Segment Open

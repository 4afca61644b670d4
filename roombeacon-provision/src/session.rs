//! Async front end for the state machine
//!
//! A [`Session`] runs one [`Provisioner`] on its own tokio task. Caller
//! commands, radio events and timer expiries all arrive on the same channel
//! and are handled one at a time, so no handler ever observes another one
//! half way through. State changes are published on a `watch` channel.

use std::collections::HashMap;
use std::time::Duration;

use tokio::sync::{mpsc, oneshot, watch};
use tokio::task::JoinHandle;

use crate::central::{Central, Event};
use crate::config::ProvisionerConfig;
use crate::discovery::DiscoveredPeripheral;
use crate::machine::Provisioner;
use crate::save::ProvisionedDevice;
use crate::state::ProvisioningState;
use crate::timer::{Phase, Scheduler, TimerId};
use crate::writer::ProvisionRequest;

#[derive(Debug, Clone, Copy, PartialEq, Eq, thiserror::Error)]
#[error("provisioning session has shut down")]
pub struct SessionClosed;

enum Input {
    StartScanning,
    StopScanning,
    Connect(String),
    Provision(ProvisionRequest),
    Cancel,
    Peripherals(oneshot::Sender<Vec<DiscoveredPeripheral>>),
    Provisioned(oneshot::Sender<Vec<ProvisionedDevice>>),
    ExportLog(oneshot::Sender<String>),
    Event(Event),
    Shutdown,
}

/// Where a [`Central`] implementation reports what happened
#[derive(Clone)]
pub struct EventSink {
    tx: mpsc::UnboundedSender<Input>,
}

impl EventSink {
    /// Queue an event for the state machine. False once the session is gone.
    pub fn send(&self, event: Event) -> bool {
        self.tx.send(Input::Event(event)).is_ok()
    }

    pub fn is_closed(&self) -> bool {
        self.tx.is_closed()
    }
}

/// Timers backed by `tokio::time::sleep`
pub struct TokioScheduler {
    sink: EventSink,
    tasks: HashMap<TimerId, JoinHandle<()>>,
}

impl TokioScheduler {
    pub fn new(sink: EventSink) -> Self {
        Self {
            sink,
            tasks: HashMap::new(),
        }
    }
}

impl Scheduler for TokioScheduler {
    fn schedule(&mut self, timer: TimerId, phase: Phase, after: Duration) {
        self.tasks.retain(|_, task| !task.is_finished());
        let sink = self.sink.clone();
        let task = tokio::spawn(async move {
            tokio::time::sleep(after).await;
            sink.send(Event::TimerFired { phase, timer });
        });
        self.tasks.insert(timer, task);
    }

    fn cancel(&mut self, timer: TimerId) {
        if let Some(task) = self.tasks.remove(&timer) {
            task.abort();
        }
    }
}

impl Drop for TokioScheduler {
    fn drop(&mut self) {
        for (_, task) in self.tasks.drain() {
            task.abort();
        }
    }
}

/// Handle to a running provisioning session
pub struct Session {
    tx: mpsc::UnboundedSender<Input>,
    state: watch::Receiver<ProvisioningState>,
    task: Option<JoinHandle<()>>,
}

impl Session {
    /// Start a session. `make_central` receives the sink its events must be
    /// delivered to. Must be called from within a tokio runtime.
    pub fn spawn<C, F>(config: ProvisionerConfig, make_central: F) -> Self
    where
        C: Central + Send + 'static,
        F: FnOnce(EventSink) -> C,
    {
        let (tx, rx) = mpsc::unbounded_channel();
        let sink = EventSink { tx: tx.clone() };
        let central = make_central(sink.clone());
        let machine = Provisioner::new(config, central, TokioScheduler::new(sink));
        let (state_tx, state) = watch::channel(machine.state().clone());
        let task = tokio::spawn(run(machine, rx, state_tx));

        Self {
            tx,
            state,
            task: Some(task),
        }
    }

    fn send(&self, input: Input) -> Result<(), SessionClosed> {
        self.tx.send(input).map_err(|_| SessionClosed)
    }

    async fn query<T>(
        &self,
        make: impl FnOnce(oneshot::Sender<T>) -> Input,
    ) -> Result<T, SessionClosed> {
        let (reply, response) = oneshot::channel();
        self.send(make(reply))?;
        response.await.map_err(|_| SessionClosed)
    }

    pub fn start_scanning(&self) -> Result<(), SessionClosed> {
        self.send(Input::StartScanning)
    }

    pub fn stop_scanning(&self) -> Result<(), SessionClosed> {
        self.send(Input::StopScanning)
    }

    pub fn connect(&self, id: impl Into<String>) -> Result<(), SessionClosed> {
        self.send(Input::Connect(id.into()))
    }

    pub fn provision(&self, request: ProvisionRequest) -> Result<(), SessionClosed> {
        self.send(Input::Provision(request))
    }

    pub fn cancel(&self) -> Result<(), SessionClosed> {
        self.send(Input::Cancel)
    }

    pub async fn peripherals(&self) -> Result<Vec<DiscoveredPeripheral>, SessionClosed> {
        self.query(Input::Peripherals).await
    }

    pub async fn provisioned(&self) -> Result<Vec<ProvisionedDevice>, SessionClosed> {
        self.query(Input::Provisioned).await
    }

    pub async fn export_diagnostic_log(&self) -> Result<String, SessionClosed> {
        self.query(Input::ExportLog).await
    }

    /// Latest published state
    pub fn state(&self) -> ProvisioningState {
        self.state.borrow().clone()
    }

    pub fn subscribe(&self) -> watch::Receiver<ProvisioningState> {
        self.state.clone()
    }

    /// Wait until the published state satisfies `pred`. Intermediate states
    /// can be skipped if several changes land between two polls.
    pub async fn wait_for(
        &self,
        pred: impl FnMut(&ProvisioningState) -> bool,
    ) -> Result<ProvisioningState, SessionClosed> {
        let mut state = self.state.clone();
        let current = state.wait_for(pred).await.map_err(|_| SessionClosed)?;
        Ok(current.clone())
    }

    /// Cancel whatever is in progress and stop the session task
    pub async fn shutdown(mut self) {
        let _ = self.tx.send(Input::Shutdown);
        if let Some(task) = self.task.take() {
            let _ = task.await;
        }
    }
}

impl Drop for Session {
    fn drop(&mut self) {
        if self.task.is_some() {
            let _ = self.tx.send(Input::Shutdown);
        }
    }
}

async fn run<C: Central>(
    mut machine: Provisioner<C, TokioScheduler>,
    mut rx: mpsc::UnboundedReceiver<Input>,
    state: watch::Sender<ProvisioningState>,
) {
    log::debug!("provisioning session started");

    while let Some(input) = rx.recv().await {
        match input {
            Input::StartScanning => machine.start_scanning(),
            Input::StopScanning => machine.stop_scanning(),
            Input::Connect(id) => machine.connect(&id),
            Input::Provision(request) => machine.provision(request),
            Input::Cancel => machine.cancel(),
            Input::Peripherals(reply) => {
                let _ = reply.send(machine.peripherals().to_vec());
            }
            Input::Provisioned(reply) => {
                let _ = reply.send(machine.provisioned().to_vec());
            }
            Input::ExportLog(reply) => {
                let _ = reply.send(machine.export_diagnostic_log());
            }
            Input::Event(event) => machine.handle(event),
            Input::Shutdown => break,
        }
        publish(&state, machine.state());
    }

    machine.cancel();
    publish(&state, machine.state());
    log::debug!("provisioning session stopped");
}

fn publish(state: &watch::Sender<ProvisioningState>, next: &ProvisioningState) {
    state.send_if_modified(|current| {
        if current == next {
            false
        } else {
            *current = next.clone();
            true
        }
    });
}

Segment Closed

### EXERCISE GOAL
Retype each record exactly, leaving nothing out.

### EXERCISE RESULT
repository 4afca61644b670d4
filename roombeacon-provision/src/session.rs
//! Async front end for the state machine
//!
//! A [`Session`] runs one [`Provisioner`] on its own tokio task. Caller
//! commands, radio events and timer expiries all arrive on the same channel
//! and are handled one at a time, so no handler ever observes another one
//! half way through. State changes are published on a `watch` channel.

use std::collections::HashMap;
use std::time::Duration;

use tokio::sync::{mpsc, oneshot, watch};
use tokio::task::JoinHandle;

use crate::central::{Central, Event};
use crate::config::ProvisionerConfig;
use crate::discovery::DiscoveredPeripheral;
use crate::machine::Provisioner;
use crate::save::ProvisionedDevice;
use crate::state::ProvisioningState;
use crate::timer::{Phase, Scheduler, TimerId};
use crate::writer::ProvisionRequest;

#[derive(Debug, Clone, Copy, PartialEq, Eq, thiserror::Error)]
#[error("provisioning session has shut down")]
pub struct SessionClosed;

enum Input {
    StartScanning,
    StopScanning,
    Connect(String),
    Provision(ProvisionRequest),
    Cancel,
    Peripherals(oneshot::Sender<Vec<DiscoveredPeripheral>>),
    Provisioned(oneshot::Sender<Vec<ProvisionedDevice>>),
    ExportLog(oneshot::Sender<String>),
    Event(Event),
    Shutdown,
}

/// Where a [`Central`] implementation reports what happened
#[derive(Clone)]
pub struct EventSink {
    tx: mpsc::UnboundedSender<Input>,
}

impl EventSink {
    /// Queue an event for the state machine. False once the session is gone.
    pub fn send(&self, event: Event) -> bool {
        self.tx.send(Input::Event(event)).is_ok()
    }

    pub fn is_closed(&self) -> bool {
        self.tx.is_closed()
    }
}

/// Timers backed by `tokio::time::sleep`
pub struct TokioScheduler {
    sink: EventSink,
    tasks: HashMap<TimerId, JoinHandle<()>>,
}

impl TokioScheduler {
    pub fn new(sink: EventSink) -> Self {
        Self {
            sink,
            tasks: HashMap::new(),
        }
    }
}

impl Scheduler for TokioScheduler {
    fn schedule(&mut self, timer: TimerId, phase: Phase, after: Duration) {
        self.tasks.retain(|_, task| !task.is_finished());
        let sink = self.sink.clone();
        let task = tokio::spawn(async move {
            tokio::time::sleep(after).await;
            sink.send(Event::TimerFired { phase, timer });
        });
        self.tasks.insert(timer, task);
    }

    fn cancel(&mut self, timer: TimerId) {
        if let Some(task) = self.tasks.remove(&timer) {
            task.abort();
        }
    }
}

impl Drop for TokioScheduler {
    fn drop(&mut self) {
        for (_, task) in self.tasks.drain() {
            task.abort();
        }
    }
}

/// Handle to a running provisioning session
pub struct Session {
    tx: mpsc::UnboundedSender<Input>,
    state: watch::Receiver<ProvisioningState>,
    task: Option<JoinHandle<()>>,
}

impl Session {
    /// Start a session. `make_central` receives the sink its events must be
    /// delivered to. Must be called from within a tokio runtime.
    pub fn spawn<C, F>(config: ProvisionerConfig, make_central: F) -> Self
    where
        C: Central + Send + 'static,
        F: FnOnce(EventSink) -> C,
    {
        let (tx, rx) = mpsc::unbounded_channel();
        let sink = EventSink { tx: tx.clone() };
        let central = make_central(sink.clone());
        let machine = Provisioner::new(config, central, TokioScheduler::new(sink));
        let (state_tx, state) = watch::channel(machine.state().clone());
        let task = tokio::spawn(run(machine, rx, state_tx));

        Self {
            tx,
            state,
            task: Some(task),
        }
    }

    fn send(&self, input: Input) -> Result<(), SessionClosed> {
        self.tx.send(input).map_err(|_| SessionClosed)
    }

    async fn query<T>(
        &self,
        make: impl FnOnce(oneshot::Sender<T>) -> Input,
    ) -> Result<T, SessionClosed> {
        let (reply, response) = oneshot::channel();
        self.send(make(reply))?;
        response.await.map_err(|_| SessionClosed)
    }

    pub fn start_scanning(&self) -> Result<(), SessionClosed> {
        self.send(Input::StartScanning)
    }

    pub fn stop_scanning(&self) -> Result<(), SessionClosed> {
        self.send(Input::StopScanning)
    }

    pub fn connect(&self, id: impl Into<String>) -> Result<(), SessionClosed> {
        self.send(Input::Connect(id.into()))
    }

    pub fn provision(&self, request: ProvisionRequest) -> Result<(), SessionClosed> {
        self.send(Input::Provision(request))
    }

    pub fn cancel(&self) -> Result<(), SessionClosed> {
        self.send(Input::Cancel)
    }

    pub async fn peripherals(&self) -> Result<Vec<DiscoveredPeripheral>, SessionClosed> {
        self.query(Input::Peripherals).await
    }

    pub async fn provisioned(&self) -> Result<Vec<ProvisionedDevice>, SessionClosed> {
        self.query(Input::Provisioned).await
    }

    pub async fn export_diagnostic_log(&self) -> Result<String, SessionClosed> {
        self.query(Input::ExportLog).await
    }

    /// Latest published state
    pub fn state(&self) -> ProvisioningState {
        self.state.borrow().clone()
    }

    pub fn subscribe(&self) -> watch::Receiver<ProvisioningState> {
        self.state.clone()
    }

    /// Wait until the published state satisfies `pred`. Intermediate states
    /// can be skipped if several changes land between two polls.
    pub async fn wait_for(
        &self,
        pred: impl FnMut(&ProvisioningState) -> bool,
    ) -> Result<ProvisioningState, SessionClosed> {
        let mut state = self.state.clone();
        let current = state.wait_for(pred).await.map_err(|_| SessionClosed)?;
        Ok(current.clone())
    }

    /// Cancel whatever is in progress and stop the session task
    pub async fn shutdown(mut self) {
        let _ = self.tx.send(Input::Shutdown);
        if let Some(task) = self.task.take() {
            let _ = task.await;
        }
    }
}

impl Drop for Session {
    fn drop(&mut self) {
        if self.task.is_some() {
            let _ = self.tx.send(Input::Shutdown);
        }
    }
}

async fn run<C: Central>(
    mut machine: Provisioner<C, TokioScheduler>,
    mut rx: mpsc::UnboundedReceiver<Input>,
    state: watch::Sender<ProvisioningState>,
) {
    log::debug!("provisioning session started");

    while let Some(input) = rx.recv().await {
        match input {
            Input::StartScanning => machine.start_scanning(),
            Input::StopScanning => machine.stop_scanning(),
            Input::Connect(id) => machine.connect(&id),
            Input::Provision(request) => machine.provision(request),
            Input::Cancel => machine.cancel(),
            Input::Peripherals(reply) => {
                let _ = reply.send(machine.peripherals().to_vec());
            }
            Input::Provisioned(reply) => {
                let _ = reply.send(machine.provisioned().to_vec());
            }
            Input::ExportLog(reply) => {
                let _ = reply.send(machine.export_diagnostic_log());
            }
            Input::Event(event) => machine.handle(event),
            Input::Shutdown => break,
        }
        publish(&state, machine.state());
    }

    machine.cancel();
    publish(&state, machine.state());
    log::debug!("provisioning session stopped");
}

fn publish(state: &watch::Sender<ProvisioningState>, next: &ProvisioningState) {
    state.send_if_modified(|current| {
        if current == next {
            false
        } else {
            *current = next.clone();
            true
        }
    });
}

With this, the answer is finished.